CARTÓRIOS

Certidões de nascimento, casamento e óbito sofrem mudanças nos cartórios

Por: Roberto Nogueira | Editoria: brasil | 28/11/2017 | Visualizações: 1203

Registro de Nascimento é um dos documentos que apresenta novidades a partir de agora - Foto de Reprodução

Certidões de nascimento, casamento e óbito passaram a ser emitidas com novas regras desde a terça-feira (21/11). Entre as alterações definidas pelo CNJ (Conselho Nacional de Justiça), está a inclusão do CPF em todos esses documentos, o que facilitará a criação do documento único de identificação. Além disso, as certidões deverão ter o termo "filiação", e não mais "genitores", o que irá contemplar as variadas formas de família e evitar que uma lacuna para identificação do pai fique em branco, no caso, por exemplo, de um pai desconhecido.
As novas medidas possibilitam o reconhecimento voluntário da maternidade e paternidade socioafetiva, que até então só era possível por meio de decisões judiciais ou em estados que tinham normas específicas para isso. O provimento também autoriza o reconhecimento voluntário da paternidade ou da maternidade socioafetiva de pessoa de qualquer idade.

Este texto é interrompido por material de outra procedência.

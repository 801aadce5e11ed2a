//! HTTP Server for the bike sales API.
//!
//! Serves the assembled table to downstream analysis code.
//!
//! # API Endpoints
//!
//! | Method | Path               | Description                          |
//! |--------|--------------------|--------------------------------------|
//! | GET    | `/health`          | Health check                         |
//! | GET    | `/api/orderlines`  | Assemble and return the sales table  |
//! | GET    | `/api/logs`        | SSE stream for real-time logs        |
//!
//! `/api/orderlines` takes `?policy=abort` (default) or `?policy=skip_and_log`.

use axum::{
    extract::{Query, State},
    http::{header, Method, StatusCode},
    response::{sse::Event, IntoResponse, Json, Response, Sse},
    routing::get,
    Router,
};
use futures::stream::Stream;
use serde::Deserialize;
use serde_json::{json, Value};
use std::{convert::Infallible, net::SocketAddr, sync::Arc, time::Duration};
use tokio_stream::wrappers::BroadcastStream;
use tokio_stream::StreamExt as _;
use tower_http::cors::CorsLayer;

use super::logs::{log_error, log_info, LOG_BROADCASTER};
use super::types::{error_response, row_error_response, AssembleResponse};
use crate::config::{AssemblerConfig, StoreConfig};
use crate::error::{AssembleError, ConnectionError, ServerError};
use crate::store::SqliteStore;
use crate::transform::{assemble, report_skipped, RowPolicy};

/// Shared server configuration
#[derive(Debug, Clone)]
pub struct AppState {
    pub store: StoreConfig,
    pub assembler: AssemblerConfig,
}

#[derive(Debug, Deserialize)]
struct AssembleQuery {
    #[serde(default)]
    policy: RowPolicy,
}

/// Build the router
pub fn router(state: AppState) -> Router {
    let cors = CorsLayer::new()
        .allow_origin(tower_http::cors::Any)
        .allow_methods([Method::GET, Method::OPTIONS])
        .allow_headers([header::CONTENT_TYPE, header::ACCEPT])
        .expose_headers([header::CONTENT_TYPE]);

    Router::new()
        .route("/", get(health))
        .route("/health", get(health))
        .route("/api/orderlines", get(orderlines))
        .route("/api/logs", get(sse_logs))
        .layer(cors)
        .with_state(Arc::new(state))
}

/// Start the HTTP server
pub async fn start_server(port: u16, state: AppState) -> Result<(), ServerError> {
    let database = state.store.database.display().to_string();
    let app = router(state);

    let addr = SocketAddr::from(([0, 0, 0, 0], port));
    println!("🚀 Bike sales server running on http://localhost:{}", port);
    println!("   GET /api/orderlines - Assembled sales table");
    println!("   GET /api/logs       - SSE log stream");
    println!("   GET /health         - Health check");
    println!("   Store: {}", database);
    println!();

    let listener = tokio::net::TcpListener::bind(addr).await?;
    axum::serve(listener, app).await?;

    Ok(())
}

/// Health check endpoint
async fn health() -> Json<Value> {
    Json(json!({
        "status": "ok",
        "service": "bikesales",
        "version": env!("CARGO_PKG_VERSION"),
        "endpoints": {
            "orderlines": "GET /api/orderlines",
            "logs": "GET /api/logs (SSE)"
        }
    }))
}

/// SSE endpoint for real-time log streaming
async fn sse_logs() -> Sse<impl Stream<Item = Result<Event, Infallible>>> {
    let rx = LOG_BROADCASTER.subscribe();

    let stream = BroadcastStream::new(rx).filter_map(|result| match result {
        Ok(entry) => {
            let json = serde_json::to_string(&entry).ok()?;
            Some(Ok(Event::default().data(json)))
        }
        Err(_) => None,
    });

    Sse::new(stream).keep_alive(
        axum::response::sse::KeepAlive::new()
            .interval(Duration::from_secs(15))
            .text("keep-alive"),
    )
}

/// Assemble the sales table from the configured store
async fn orderlines(
    State(state): State<Arc<AppState>>,
    Query(query): Query<AssembleQuery>,
) -> Result<Json<AssembleResponse>, ServerError> {
    log_info(format!("📥 Assembly requested (policy: {:?})", query.policy));

    // rusqlite blocks; keep it off the async workers
    let mut assembly = tokio::task::spawn_blocking(move || {
        let store = SqliteStore::new(state.store.clone());
        assemble(&store, &state.assembler)
    })
    .await
    .map_err(|e| ServerError::Task(e.to_string()))?
    .map_err(AssembleError::from)?;

    let total_rows = assembly.len();
    let warnings = std::mem::take(&mut assembly.warnings);
    let (records, issues) = assembly.into_parts();
    match query.policy {
        RowPolicy::Abort => {
            if let Some(err) = issues.into_iter().next() {
                return Err(AssembleError::from(err).into());
            }
            Ok(Json(AssembleResponse::new(total_rows, records, Vec::new(), warnings)))
        }
        RowPolicy::SkipAndLog => {
            report_skipped(&issues);
            Ok(Json(AssembleResponse::new(total_rows, records, issues, warnings)))
        }
    }
}

impl IntoResponse for ServerError {
    fn into_response(self) -> Response {
        log_error(self.to_string());
        let (status, body) = match &self {
            ServerError::Assemble(AssembleError::Row(err)) => {
                (StatusCode::UNPROCESSABLE_ENTITY, row_error_response(err))
            }
            ServerError::Assemble(AssembleError::Connection(err)) => {
                (connection_status(err), error_response(&self.to_string()))
            }
            ServerError::Task(_) | ServerError::Io(_) => {
                (StatusCode::INTERNAL_SERVER_ERROR, error_response(&self.to_string()))
            }
        };
        (status, Json(body)).into_response()
    }
}

fn connection_status(err: &ConnectionError) -> StatusCode {
    match err {
        ConnectionError::MissingTable(_) | ConnectionError::InvalidTableName(_) => {
            StatusCode::INTERNAL_SERVER_ERROR
        }
        _ => StatusCode::SERVICE_UNAVAILABLE,
    }
}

Assim, poderá ocorrer o reconhecimento em cartório dos casos em que a madrasta ou padrasto da criança foi o responsável por sua criação por conta do óbito de um dos genitores, por exemplo.
No caso de crianças geradas por meio de reprodução assistida, a legislação retira a exigência de identificação do doador de material genético no registro de nascimento da criança. E quando a criança for filha de um casal homoafetivo, deverá constar o nome dos pais sem referência quanto à ascendência paterna ou materna.
Seguindo as regras da lei sancionada pelo presidente da República, Michel Temer, a naturalidade da criança não precisará ser necessariamente, o local em que ela nasceu. Dessa forma, a criança poderá ser cidadã do município em que ocorreu o parto ou do município de residência da mãe, biológica ou adotiva, desde que dentro do território nacional.
Uma das emendas aprovadas pelos senadores prevê que os cartórios poderão prestar, mediante convênio, outros serviços remunerados à população em credenciamento ou em matrícula com órgãos públicos e entidades interessadas. A emenda foi mantida pelos deputados, mesmo após alguns partidos terem se manifestado contra o que chamaram de "cheque em branco" aos cartórios. Alguns documentos, como o passaporte, já são pagos para o órgão público emissor e, com essa emenda, a pessoa terá que pagar também pelo serviço realizado pelo cartório.


NATURALIDADE E AVERBAÇÕES
A outra emenda aprovada mantém no atual texto da Lei de Registros Públicos dispositivo que torna obrigatório o registro de nascimento de criança de menos de um ano mesmo diante de óbito. A mesma emenda também mantém regras específicas para a cremação, como manifestação de vontade ou interesse público, além de atestado de óbito firmado por dois médicos ou por médico legista e, no caso de morte violenta, manifestação favorável da autoridade judiciária.
O texto aprovado promove outras mudanças na lei para adequar a norma ao novo conceito de naturalidade. Uma das adequações determina que o registro (assento) e a certidão de nascimento farão menção à naturalidade, e não mais ao local de nascimento. No registro de matrimônio, também constará a naturalidade dos cônjuges em substituição ao lugar de nascimento.
De acordo com o texto aprovado, o Ministério Público não precisará mais ser ouvido antes da averbação de documentos em cartórios e seu parecer será solicitado pelo oficial do cartório apenas se ele suspeitar de fraude, falsidade ou má-fé nas declarações ou na documentação apresentada. Terá ainda de indicar, por escrito, os motivos da suspeita. As averbações são observações de mudanças determinadas por juiz ou por ocorrência de fatos nas vidas das pessoas, como casamento e divórcio, por exemplo. O Ministério Público também não precisará mais ser consultado pelo oficial do cartório de registro no caso de correção de erros que não precisem de questionamentos para a constatação imediata dessa necessidade.
A mudança poderá ser de ofício ou a pedido do interessado e abrangerá ainda erros na transcrição de termos constantes em ordens e mandados judiciais e outros títulos; erros de inexatidão da ordem cronológica e sucessiva na numeração do livro ou folha e da data do registro; ausência de indicação do município de nascimento ou naturalidade do registrado; ou em casos de elevação de distrito a município ou alteração de suas nomenclaturas por força de lei.
Por fim, o texto aprovado permite o registro do falecimento na cidade de residência da pessoa, facilitando o processo de obtenção do atestado quando o óbito ocorrer em cidade diferente.
Hoje, a lei prevê que apenas o oficial de registro do lugar do falecimento poderá emitir o atestado necessário ao sepultamento.